Pesimis Gugatan Pilpres Dikabulkan MK, Pengamat Minta Pihak yang Kalah Legowo
- VIVA/M Ali Wafa
Jakarta – Sepanjang penyelenggaraan pemilihan umum presiden (pilpres) di Indonesia yakni pada tahun 2004, 2009, 2014, dan 2019, hasil pemilu selalu digugat ke Mahkamah Konstitusi (MK) melalui perkara Perselisihan Hasil Pemilihan Umum (PHPU). Namun semua gugatan tersebut tidak ada yang dikabulkan oleh MK .
Direktur Parameter Politik Indonesia (PPI), Adi Prayitno mengatakan, dua gugatan hasil Pilpres 2024 yang diajukan oleh pasangan calon presiden nomor urut 01 dan 03 di MK juga akan bernasib sama dengan gugatan di MK pada pilpres sebelumnya jika tidak mampu menghadirkan alat bukti terjadinya kecurangan pemilu secara terstruktur, sistematis dan masif (TSM).
Direktur Eksekutif Parameter Politik Indonesia, Adi Prayitno
- Istimewa
Sebab, di persidangan nanti hakim Mahkamah Konstitusi tidak membutuhkan penjelasan panjang lebar namun yang dibutuhkan adalah alat bukti atau data yang faktual dan akurat saat terjadinya kecurangan yang TSM tersebut. Menurut Adi Prayitno, tanpa data faktual dan akurat semua gugatan hasil sengketa pilpres akan kandas seperti gugatan-gugatan sebelumnya.

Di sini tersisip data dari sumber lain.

use std::time::{Duration, Instant};

/// Counters for the district currently being exported.
#[derive(Debug, Clone)]
pub struct DistrictStats {
    parcels: usize,
    skipped: usize,
    started: Instant,
}

impl DistrictStats {
    pub fn new() -> Self { Self { parcels: 0, skipped: 0, started: Instant::now() } }

    #[inline] pub fn record_parcel(&mut self) { self.parcels += 1 }

    #[inline] pub fn record_skip(&mut self) { self.skipped += 1 }

    #[inline] pub fn parcels(&self) -> usize { self.parcels }

    #[inline] pub fn skipped(&self) -> usize { self.skipped }

    #[inline] pub fn elapsed(&self) -> Duration { self.started.elapsed() }
}

impl Default for DistrictStats {
    fn default() -> Self { Self::new() }
}

#[cfg(test)]
mod tests {
    use super::*;

    #[test]
    fn counters_are_independent() {
        let mut stats = DistrictStats::new();
        stats.record_parcel();
        stats.record_parcel();
        stats.record_skip();
        assert_eq!((stats.parcels(), stats.skipped()), (2, 1));
    }

    #[test]
    fn fresh_stats_start_at_zero() {
        let stats = DistrictStats::default();
        assert_eq!((stats.parcels(), stats.skipped()), (0, 0));
    }
}
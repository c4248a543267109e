//! Parcel records and where they come from.

#[cfg(feature = "postgres")]
mod postgres;

use anyhow::Result;

use crate::common::normalize_label;

#[cfg(feature = "postgres")]
pub use self::postgres::{ConnectionConfig, PostgresSource, build_query};

/// Default number of rows pulled per round trip.
pub const DEFAULT_FETCH_SIZE: usize = 2000;

/// One row of the parcel stream.
#[derive(Debug, Clone, Default, PartialEq, Eq)]
pub struct ParcelRecord {
    pub district: String,
    pub sub_district: String,
    pub block: String,
    pub parcel: String,
    /// WKT or EWKT; `None` when the column is null.
    pub geometry: Option<String>,
}

impl ParcelRecord {
    /// Normalised display text, `"{sub_district}-{parcel}-{block}"`.
    pub fn label(&self) -> String {
        normalize_label(&format!("{}-{}-{}", self.sub_district, self.parcel, self.block))
    }

    /// True when the geometry column is null or blank.
    #[inline]
    pub fn has_empty_geometry(&self) -> bool {
        self.geometry.as_deref().is_none_or(|g| g.trim().is_empty())
    }
}

/// Which parcels to read and in which spatial reference.
#[derive(Debug, Clone)]
pub struct SourceConfig {
    /// Restrict to these district names; empty means every district.
    pub districts: Vec<String>,
    /// Reproject geometry to this SRID; `None` keeps the stored WKT.
    pub target_srid: Option<i32>,
    pub fetch_size: usize,
}

impl Default for SourceConfig {
    fn default() -> Self {
        Self { districts: Vec::new(), target_srid: None, fetch_size: DEFAULT_FETCH_SIZE }
    }
}

/// A forward-only stream of parcel records, sorted by district.
pub type ParcelStream<'a> = Box<dyn Iterator<Item = Result<ParcelRecord>> + 'a>;

/// Anything that can open a district-sorted parcel stream.
pub trait ParcelSource {
    fn parcels(&mut self, config: &SourceConfig) -> Result<ParcelStream<'_>>;
}
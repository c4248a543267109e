//! PostgreSQL/PostGIS parcel source, read through a server-side portal.

use std::collections::VecDeque;

use ::postgres::types::ToSql;
use ::postgres::{Client, Config, NoTls, Portal, Row, Transaction};
use anyhow::{Context, Result};
use log::{debug, info};

use crate::source::{ParcelRecord, ParcelSource, ParcelStream, SourceConfig};

/// Connection parameters.
#[derive(Debug, Clone)]
pub struct ConnectionConfig {
    pub host: String,
    pub port: u16,
    pub user: String,
    pub password: String,
    pub dbname: String,
}

impl Default for ConnectionConfig {
    fn default() -> Self {
        Self {
            host: "localhost".into(),
            port: 5432,
            user: String::new(),
            password: String::new(),
            dbname: String::new(),
        }
    }
}

/// Build the parcel query. Parameter `$1` (a `text[]` of district names) is
/// present only when `config.districts` is non-empty.
pub fn build_query(config: &SourceConfig) -> String {
    let geometry = match config.target_srid {
        Some(srid) => format!("ST_AsText(ST_Transform(p.geom, {srid}))"),
        None => "p.orjinalgeomwkt".to_string(),
    };
    let filter = if config.districts.is_empty() { "" } else { "\n  AND i.ad = ANY($1)" };

    format!(
"SELECT
    i.ad::text AS district,
    m.tapumahallead::text AS sub_district,
    p.adano::text AS block,
    p.parselno::text AS parcel,
    {geometry}::text AS geometry
FROM public.tk_parsel p
INNER JOIN public.tk_mahalle m ON m.tapukimlikno = p.tapumahalleref
INNER JOIN public.tk_ilce i ON i.fid = m.ilceref
WHERE p.durum <> '2'{filter}
ORDER BY i.ad")
}

pub struct PostgresSource {
    client: Client,
}

impl PostgresSource {
    pub fn connect(config: &ConnectionConfig) -> Result<Self> {
        info!("[source::postgres] Connecting to {}@{}:{}/{}", config.user, config.host, config.port, config.dbname);
        let client = Config::new()
            .host(&config.host)
            .port(config.port)
            .user(&config.user)
            .password(&config.password)
            .dbname(&config.dbname)
            .connect(NoTls)
            .with_context(|| format!("[source::postgres] Failed to connect to {}:{}", config.host, config.port))?;
        Ok(Self { client })
    }
}

impl ParcelSource for PostgresSource {
    fn parcels(&mut self, config: &SourceConfig) -> Result<ParcelStream<'_>> {
        let query = build_query(config);
        debug!("[source::postgres] {query}");

        let mut transaction = self.client.build_transaction()
            .read_only(true)
            .start()
            .context("[source::postgres] Failed to open transaction")?;

        let districts = &config.districts;
        let params: Vec<&(dyn ToSql + Sync)> = if districts.is_empty() { vec![] } else { vec![districts as &(dyn ToSql + Sync)] };
        let portal = transaction.bind(query.as_str(), &params)
            .context("[source::postgres] Failed to open parcel cursor")?;

        Ok(Box::new(PortalRows {
            transaction,
            portal,
            buffer: VecDeque::new(),
            fetch_size: i32::try_from(config.fetch_size.max(1)).unwrap_or(i32::MAX),
            exhausted: false,
        }))
    }
}

/// Rows pulled from a portal `fetch_size` at a time. Dropping it rolls back
/// the read-only transaction and closes the cursor.
struct PortalRows<'a> {
    portal: Portal,
    buffer: VecDeque<Row>,
    transaction: Transaction<'a>,
    fetch_size: i32,
    exhausted: bool,
}

impl Iterator for PortalRows<'_> {
    type Item = Result<ParcelRecord>;

    fn next(&mut self) -> Option<Self::Item> {
        loop {
            if let Some(row) = self.buffer.pop_front() { return Some(record_from_row(&row)) }
            if self.exhausted { return None }

            match self.transaction.query_portal(&self.portal, self.fetch_size) {
                Ok(rows) => {
                    self.exhausted = rows.len() < self.fetch_size as usize;
                    self.buffer.extend(rows);
                }
                Err(e) => {
                    self.exhausted = true;
                    return Some(Err(e).context("[source::postgres] Failed to fetch parcel rows"));
                }
            }
        }
    }
}

fn record_from_row(row: &Row) -> Result<ParcelRecord> {
    let text = |idx: usize| -> Result<String> {
        Ok(row.try_get::<_, Option<String>>(idx)
            .with_context(|| format!("[source::postgres] Failed to read column {idx}"))?
            .unwrap_or_default())
    };

    Ok(ParcelRecord {
        district: text(0)?,
        sub_district: text(1)?,
        block: text(2)?,
        parcel: text(3)?,
        geometry: row.try_get(4).context("[source::postgres] Failed to read geometry column")?,
    })
}

#[cfg(test)]
mod tests {
    use super::*;

    #[test]
    fn query_reads_stored_wkt_by_default() {
        let query = build_query(&SourceConfig::default());
        assert!(query.contains("p.orjinalgeomwkt"));
        assert!(!query.contains("ST_Transform"));
        assert!(!query.contains("$1"));
        assert!(query.contains("WHERE p.durum <> '2'"));
        assert!(query.trim_end().ends_with("ORDER BY i.ad"));
    }

    #[test]
    fn query_reprojects_and_filters_when_configured() {
        let config = SourceConfig {
            districts: vec!["Çankaya".into()],
            target_srid: Some(5254),
            ..SourceConfig::default()
        };
        let query = build_query(&config);
        assert!(query.contains("ST_AsText(ST_Transform(p.geom, 5254))"));
        assert!(query.contains("AND i.ad = ANY($1)"));
    }

    #[test]
    fn default_connection_targets_localhost() {
        let config = ConnectionConfig::default();
        assert_eq!((config.host.as_str(), config.port), ("localhost", 5432));
    }
}
//! DXF format writing operations for district drawings.

mod encoding;
mod writer;

use std::{fmt, str::FromStr};

use anyhow::{Result, bail};

pub use encoding::{DEFAULT_ENCODINGS, SerializationFailure, TextEncoding};
pub(crate) use encoding::{serialize, write_atomic};
pub(crate) use writer::render_dxf;

/// DXF release to target.
#[derive(Debug, Clone, Copy, PartialEq, Eq, Default)]
pub enum DxfVersion {
    /// AutoCAD R12: POLYLINE/VERTEX entities, no handles, no MTEXT.
    R12,
    /// AutoCAD 2000: LWPOLYLINE, MTEXT, handles and subclass markers.
    #[default]
    R2000,
}

impl DxfVersion {
    /// Value of the `$ACADVER` header variable.
    #[inline]
    pub fn acadver(self) -> &'static str {
        match self {
            Self::R12 => "AC1009",
            Self::R2000 => "AC1015",
        }
    }

    #[inline] pub fn supports_mtext(self) -> bool { self == Self::R2000 }

    #[inline] pub fn has_handles(self) -> bool { self == Self::R2000 }
}

impl fmt::Display for DxfVersion {
    fn fmt(&self, f: &mut fmt::Formatter<'_>) -> fmt::Result {
        f.write_str(match self { Self::R12 => "R12", Self::R2000 => "R2000" })
    }
}

impl FromStr for DxfVersion {
    type Err = anyhow::Error;

    fn from_str(s: &str) -> Result<Self> {
        match s.to_ascii_uppercase().as_str() {
            "R12" | "AC1009" => Ok(Self::R12),
            "R2000" | "AC1015" => Ok(Self::R2000),
            other => bail!("[io::dxf] Unsupported DXF version '{other}'"),
        }
    }
}

#[cfg(test)]
mod tests {
    use super::*;

    #[test]
    fn parses_release_names_and_codes() {
        assert_eq!("r12".parse::<DxfVersion>().unwrap(), DxfVersion::R12);
        assert_eq!("AC1009".parse::<DxfVersion>().unwrap(), DxfVersion::R12);
        assert_eq!("R2000".parse::<DxfVersion>().unwrap(), DxfVersion::R2000);
        assert_eq!("ac1015".parse::<DxfVersion>().unwrap(), DxfVersion::R2000);
        assert!("R14".parse::<DxfVersion>().is_err());
    }

    #[test]
    fn display_parses_back() {
        for version in [DxfVersion::R12, DxfVersion::R2000] {
            assert_eq!(version.to_string().parse::<DxfVersion>().unwrap(), version);
        }
    }
}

“Yang jelas bukti-bukti akan bicara segalanya. Pembuktian soal kecurangan pemilu harus disertai data faktual dan akurat. Tanpa itu semua gugatan hasil sengketa pilpres akan kandas seperti yang terjadi pada gugatan pilpres sebelumnya. Kuncinya data, data, dan data akurat,” kata Adi Prayitno dalam keterangannya, Rabu, 27 Maret 2024.
Dikatakan Adi Prayitno, jika dilihat dari pengalaman gugatan sengketa hasil pilpres sebelumnya yakni tahun 2004 dan 2019, para penggugat sulit membuktikan terjadinya kecurangan saat pemilihan dan hal ini membuat hakim tidak mengabulkan gugatan mereka.
“Dari pengalaman sengketa hasil pilpres sebelumnya sulit dibuktikan dugaan kecurangan yang TSM. Yang ada malah data dan saksi yang diajukam tak kuat dan mudah dipatahkan hakim konstitusi,” ujarnya.
Oleh sebab itu, pengajar ilmu politik Universitas Islam Negeri (UIN) Syarif Hidayatuallah Jakarta ini menyarankan agar pihak yang kalah dalam pilpres legowo dan ucapkan selamat kepada pemenang, dan bersama-sama membangun bangsa ke depan.
“Secara umum pilpres sudah usai. Yang kalah harus legowo ucapkan selamat ke pemenang dan yang menang pun tak perlu euforia berlebihan,” kata Adi.
Meski begitu, diakui Adi Prayitno bahwa gugatan hasil sengketa pilpres atau pemilu adalah hak konstitusional setiap pasangan calon jika merasa ada kecurangan dalam proses atau saat pemilihan, namun para penggugat diharuskan menyiapkan data dan alat bukti yang lengkap agar gugatan mereka bisa diterima oleh hakim konstitusi.